Billing for maternal telehealth.

As you are preparing to launch your maternal telehealth care program, take time to fully understand your billing options .

You may need to consider extra staffing or additional training so your office is ready to seamlessly handle telehealth billing.

The COVID-19 public health emergency led the Center for Medicare and Medicaid Services (CMS) to expand its coverage for telehealth care . Many state Medicaid programs and private insurers are also covering telehealth appointments the same as an in-person appointment, with patients paying their typical co-pays.

You can also choose to offer a discounted cash pay program or private payment options for the underinsured or the uninsured. One possible way to offer discounted payment is to find stakeholders willing to partner with you. You could also explore local, state, and federal grant funding options.

Get more information on billing for direct-to-consumer telehealth .

Medicare billing guidance

The following common Current Procedural Terminology (CPT®) and Healthcare Common Procedure Coding System (HCPCS) codes are used to bill for services for telemedicine in maternal health, and include updates provided to the 2022 Medicare Physician Fee Schedule - PFS  (PDF).

Coding guidance is subject to change. Please refer to the complete list of telehealth services  covered by Medicare during the COVID-19 public health emergency from the Centers for Medicare & Medicaid Services.
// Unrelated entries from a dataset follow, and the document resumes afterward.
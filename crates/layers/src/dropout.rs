//! Seeded inverted dropout and the Bernoulli mask generator it shares with
//! word-drop embeddings.
//!
//! Masks are drawn from a per-layer [`Lcg64`] so two pipelines assembled with
//! the same seed drop the same units. Dropout only fires while the layer is in
//! training mode; evaluation returns the input untouched.

use std::{
    fmt,
    sync::{
        atomic::{AtomicBool, Ordering},
        Mutex,
    },
};

use candle_core::{DType, Device, Error, Result, Tensor};

use crate::dtypes::PrecisionPolicy;

/// Simple 64-bit linear congruential generator for deterministic masks.
#[derive(Debug, Clone)]
pub struct Lcg64 {
    state: u64,
}

impl Lcg64 {
    pub fn new(seed: u64) -> Self {
        Self { state: seed }
    }

    pub fn next_u64(&mut self) -> u64 {
        // Knuth's MMIX constants.
        self.state = self
            .state
            .wrapping_mul(6364136223846793005)
            .wrapping_add(1442695040888963407);
        self.state
    }

    /// Uniform sample in `[0, 1)` with 53 bits of resolution.
    pub fn next_f64(&mut self) -> f64 {
        const SCALE: f64 = 1.0 / ((1u64 << 53) as f64);
        (self.next_u64() >> 11) as f64 * SCALE
    }
}

/// Samples a `{0, 1}` f32 mask of `shape` where each entry is kept with `keep_prob`.
pub fn keep_mask(rng: &Mutex<Lcg64>, shape: &[usize], keep_prob: f64, device: &Device) -> Result<Tensor> {
    let total: usize = shape.iter().product();
    let mut rng = rng
        .lock()
        .map_err(|_| Error::Msg("dropout RNG mutex poisoned".into()))?;
    let data: Vec<f32> = (0..total)
        .map(|_| if rng.next_f64() < keep_prob { 1.0 } else { 0.0 })
        .collect();
    Tensor::from_vec(data, shape.to_vec(), device)
}

/// Inverted dropout: kept units are scaled by `1 / (1 - p)` while training.
pub struct Dropout {
    probability: f64,
    rng: Mutex<Lcg64>,
    training: AtomicBool,
}

impl fmt::Debug for Dropout {
    fn fmt(&self, f: &mut fmt::Formatter<'_>) -> fmt::Result {
        f.debug_struct("Dropout")
            .field("probability", &self.probability)
            .field("training", &self.is_training())
            .finish()
    }
}

impl Dropout {
    /// Creates a dropout layer in training mode.
    pub fn new(probability: f64, seed: u64) -> Result<Self> {
        if !(0.0..1.0).contains(&probability) {
            return Err(Error::Msg(format!(
                "dropout probability must be in [0, 1), got {probability}"
            )));
        }
        Ok(Self {
            probability,
            rng: Mutex::new(Lcg64::new(seed)),
            training: AtomicBool::new(true),
        })
    }

    pub fn probability(&self) -> f64 {
        self.probability
    }

    /// Enables or disables dropout.
    pub fn set_training(&self, training: bool) {
        self.training.store(training, Ordering::Relaxed);
    }

    pub fn is_training(&self) -> bool {
        self.training.load(Ordering::Relaxed)
    }

    /// Applies dropout to `input` of any shape.
    pub fn forward(&self, input: &Tensor, policy: &PrecisionPolicy) -> Result<Tensor> {
        if !self.is_training() || self.probability == 0.0 {
            return Ok(input.clone());
        }
        let keep_prob = 1.0 - self.probability;
        let mask = keep_mask(&self.rng, input.dims(), keep_prob, input.device())?
            .affine(1.0 / keep_prob, 0.0)?;
        let compute = policy.cast_for_matmul(input)?;
        let mask = if compute.dtype() == DType::F32 {
            mask
        } else {
            mask.to_dtype(compute.dtype())?
        };
        policy.cast_to_storage(&compute.mul(&mask)?)
    }
}

#[cfg(test)]
mod tests {
    use super::*;

    #[test]
    fn dropout_preserves_expectation() -> Result<()> {
        let dropout = Dropout::new(0.25, 123)?;
        let input = Tensor::ones((4, 8, 16), DType::F32, &Device::Cpu)?;
        let dropped = dropout.forward(&input, &PrecisionPolicy::default())?;

        let values = dropped.flatten_all()?.to_vec1::<f32>()?;
        let mean = values.iter().sum::<f32>() / values.len() as f32;
        assert!((mean - 1.0).abs() < 0.1);
        assert!(values.iter().any(|v| *v == 0.0));
        Ok(())
    }

    #[test]
    fn dropout_disabled_in_inference() -> Result<()> {
        let dropout = Dropout::new(0.5, 0)?;
        dropout.set_training(false);
        let input = Tensor::randn(0f32, 1.0, (2, 4), &Device::Cpu)?;
        let out = dropout.forward(&input, &PrecisionPolicy::default())?;
        assert_eq!(out.to_vec2::<f32>()?, input.to_vec2::<f32>()?);
        Ok(())
    }

    #[test]
    fn same_seed_draws_same_mask() -> Result<()> {
        let device = Device::Cpu;
        let left = keep_mask(&Mutex::new(Lcg64::new(7)), &[3, 5], 0.5, &device)?;
        let right = keep_mask(&Mutex::new(Lcg64::new(7)), &[3, 5], 0.5, &device)?;
        assert_eq!(left.to_vec2::<f32>()?, right.to_vec2::<f32>()?);
        Ok(())
    }

    #[test]
    fn probabilities_just_below_one_keep_a_positive_rate() -> Result<()> {
        let probability = 0.99999999;
        assert_eq!(probability as f32, 1.0);
        let dropout = Dropout::new(probability, 3)?;
        assert_eq!(dropout.probability(), probability);
        let input = Tensor::ones((2, 3), DType::F32, &Device::Cpu)?;
        let out = dropout.forward(&input, &PrecisionPolicy::default())?;
        let values = out.flatten_all()?.to_vec1::<f32>()?;
        assert!(values.iter().all(|v| v.is_finite()));
        Ok(())
    }

    #[test]
    fn rejects_probability_of_one() {
        assert!(Dropout::new(1.0, 0).is_err());
        assert!(Dropout::new(-0.1, 0).is_err());
    }
}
Although Medicare reimburses for audio and video telehealth, audio-only reimbursement is currently covered only during the COVID-19 public health emergency.

Audio-only or video telehealth

*Remains available until December 31, 2023

**Will expire at some point after the COVID-19 public health emergency is declared over

Medicare telemedicine health care provider fact sheet  — Centers for Medicare & Medicaid Services (CMS)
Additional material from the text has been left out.